Saya bukanlah lelaki yang begitu peka terhadap hati seorang perempuan. Itulah yang ingin saya katakan. Saya tidak begitu peka mengetahui perasaan perempuan. Toh, saya saja sendiri juga terkadang tidak bisa menebak hati seorang perempuan. Apakah ia suka dengan saya atau hanya main-main saja. Atau, hanya sebatas kawan saja. Itulah saya yang tak mengetahui perasaan perempuan. Maka dari itu saya sering dimainkan oleh perasaan. Dan sering lagi dimainkan pula oleh perempuan. Hingga akhirnya saya sekarang ini tak ingin bermain-main lagi dengan perasaan saya. Karena perasaan hanya untuk perempuan yang tepat untuk saya jadikan bidadari di istana mungil yang akan saya bangun nanti. Tapi saya turut merasakan apa yang dirasakan oleh ukhty itu. Maklum saya tahu apa yang dialaminya saat itu—dengan lebih dahulu mengetahui dari pesan singkat ia kirimkan kepada saya sebelumnya.

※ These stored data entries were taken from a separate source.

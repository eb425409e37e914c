//! Producer endpoints: submit a résumé, poll for its result, chat about it.
//!
//! All three answer with `{"status": ..., "message": ...}`. Submission is
//! fire-and-forget: the task ID comes back as soon as the descriptor is queued.

use axum::{
    extract::{Multipart, State},
    Form, Json,
};
use bytes::Bytes;
use chrono::Local;
use serde::{Deserialize, Serialize};
use tracing::{error, info, warn};

use crate::errors::AppError;
use crate::models::task::{FailureRecord, TaskDescriptor, TaskInfo, TaskKind};
use crate::pdf;
use crate::pipeline::llm_tasks::chat_reply;
use crate::state::AppState;
use crate::store::ResultLookup;
use crate::task_id;

/// Uploads above this size are rejected before the handler runs.
pub const MAX_UPLOAD_BYTES: usize = 10 * 1024 * 1024;

#[derive(Debug, Clone, PartialEq, Eq, Serialize, Deserialize)]
pub struct StatusReply {
    pub status: String,
    pub message: String,
    #[serde(default, skip_serializing_if = "Option::is_none")]
    pub task_id: Option<String>,
}

impl StatusReply {
    fn new(status: &str, message: impl Into<String>) -> Self {
        Self {
            status: status.to_string(),
            message: message.into(),
            task_id: None,
        }
    }

    fn for_task(mut self, task_id: &str) -> Self {
        self.task_id = Some(task_id.to_string());
        self
    }
}

// ────────────────────────────────────────────────────────────────────────────
// Submission
// ────────────────────────────────────────────────────────────────────────────

#[derive(Default)]
struct Submission {
    file: Option<Bytes>,
    job_name: String,
    job_description: String,
    more_info: String,
    user_request: String,
}

impl Submission {
    async fn read(mut multipart: Multipart) -> Result<Self, AppError> {
        let mut submission = Submission::default();
        while let Some(field) = multipart.next_field().await? {
            let name = field.name().unwrap_or_default().to_string();
            match name.as_str() {
                "file" => submission.file = Some(field.bytes().await?),
                "job_name" => submission.job_name = field.text().await?,
                "job_description" => submission.job_description = field.text().await?,
                "more_info" => submission.more_info = field.text().await?,
                "user_request" => submission.user_request = field.text().await?,
                other => warn!("Ignoring unexpected form field '{other}'"),
            }
        }
        Ok(submission)
    }
}

/// POST /resume_optimization
pub async fn handle_submit(
    State(state): State<AppState>,
    multipart: Multipart,
) -> Result<Json<StatusReply>, AppError> {
    let submission = Submission::read(multipart).await?;
    let pdf_bytes = submission
        .file
        .ok_or_else(|| AppError::Validation("Missing 'file' field".to_string()))?;

    let text = pdf::extract_text(pdf_bytes).await?;

    let task_id = state.ids.generate_task_id();
    let descriptor = TaskDescriptor::new(
        task_id.clone(),
        TaskKind::ResumeOptimization,
        TaskInfo {
            resume_text: pdf::with_current_date(&text, Local::now().date_naive()),
            job_name: submission.job_name,
            job_description: submission.job_description,
            extra_info: submission.more_info,
            user_remarks: submission.user_request,
        },
    );

    if !state.queue.push(&descriptor).await {
        return Err(AppError::Queue(format!("push rejected for task {task_id}")));
    }
    info!(
        "Task {task_id} queued ({}), queue length {}",
        descriptor.text,
        state.queue.length().await
    );

    Ok(Json(StatusReply::new("success", task_id)))
}

// ────────────────────────────────────────────────────────────────────────────
// Polling
// ────────────────────────────────────────────────────────────────────────────

#[derive(Debug, Deserialize)]
pub struct ResultQuery {
    #[serde(default)]
    pub task_id: String,
}

/// POST /get_resume_optimization_result
/// Never blocks: answers `processing` until a terminal value is stored.
pub async fn handle_get_result(
    State(state): State<AppState>,
    Form(query): Form<ResultQuery>,
) -> Json<StatusReply> {
    let task_id = query.task_id.trim();
    if task_id.is_empty() {
        return Json(StatusReply::new("error", "任务ID不能为空"));
    }
    if !task_id::is_well_formed(task_id) {
        let reply = StatusReply::new("not_found", format!("任务ID不存在: {task_id}"));
        return Json(reply.for_task(task_id));
    }

    let reply = match state.results.get(task_id).await {
        ResultLookup::Ready(value) => match FailureRecord::parse(&value) {
            Some(failure) => {
                warn!("Task {task_id} finished with failure: {}", failure.error);
                StatusReply::new("error", format!("任务处理失败: {}", failure.error))
            }
            None => {
                info!("Result ready for task {task_id}");
                StatusReply::new("success", value)
            }
        },
        ResultLookup::Pending => StatusReply::new("processing", "任务仍在处理中，请稍后重试"),
    };
    Json(reply.for_task(task_id))
}

// ────────────────────────────────────────────────────────────────────────────
// Follow-up chat
// ────────────────────────────────────────────────────────────────────────────

#[derive(Debug, Deserialize)]
pub struct ChatForm {
    #[serde(default)]
    pub history_chat_record: String,
    #[serde(default)]
    pub user_prompt: String,
    #[serde(default)]
    pub res_opt_record: String,
}

/// POST /resume_optimization_chat
/// Synchronous: calls the LLM in the request and returns its reply.
pub async fn handle_chat(
    State(state): State<AppState>,
    Form(form): Form<ChatForm>,
) -> Json<StatusReply> {
    if form.user_prompt.trim().is_empty() {
        return Json(StatusReply::new("error", "用户提示词不能为空"));
    }

    match chat_reply(
        &state.llm,
        &form.history_chat_record,
        &form.user_prompt,
        &form.res_opt_record,
    )
    .await
    {
        Ok(reply) => Json(StatusReply::new("success", reply)),
        Err(e) => {
            error!("Chat reply failed: {e}");
            Json(StatusReply::new("error", e.to_string()))
        }
    }
}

Dengan uraian airmata yang mengembun di kaca minusnya saya tahu ia sangat menyesali segala tindakan dan ucapan yang dilakukannya. Ia merasa seperti tidak punya Tuhan dan iman yang sudah tak terjaga dalam dirinya. Padahal yang saya tahu dia adalah ukhty yang sangat smart dan intelek seperti yang saya ketahui saat ia mengenal saya seperti saat malam itu. Ia memberitahukan bahwa ia berasal dari lulusan dari universitas di Bandung yang cukup wah dan punya nama itu. Saat ia mengenal saya yang belum berapa lama ini berjalan. Mungkin karena saya kawan yang asyik dijadikan teman mengobrol akhirnya sampai sekarang ini ia sangat membutuhkan saya untuk mendengar ceritanya dibanding kawan sekaumnya—yang jelas ia memang tahu dan pernah mengalami hal yang amat mengecewakan ketika kaumnya telah membuka aibnya di sekitar orang-orang terdekatnya hingga ia tak percaya dengan kaumnya itu. Apalagi telah membuat ia sudah jatuh tertimpa tangga lagi. Ironi memang!
Lagi-lagi saya tak ingin mencampuri masalah intern-nya itu. Bagi saya sudah dipercayai olehnya untuk menjadi teman curhatnya saja saya sudah lebih baik dan ia bisa mempercayai saya tanpa pikir panjang. Apakah saya sama seperti kaumnya atau tidak? Tapi saya tetap memegang amanah apa yang ia katakan sebelum mengakhiri pembicaraannya.
“Lo janji ya jangan kasih tahu apa yang gue alami sama orang lain.”
“InsyaAllah dan lo jangan lagi-lagi melakukan tindakan kayak begitu lagi, okay! Ingat lo punya Tuhan dan masih banyak orang-orang di bawah lo. Kalau lo mau tahu ikut gue ke yayasan yang sudah sebulan ini gue mengajar disana.” Bak seorang konsultan yang mendapatkan klien saya pun serta merta memberikan hal yang terbaik. Halnya orang yang sudah mau mempercayai saya untuk menjadi orang yang dapat dipercayainya itu.berbaginya. Hmm…ternyata seru juga menjadi pendengar yang baik itu.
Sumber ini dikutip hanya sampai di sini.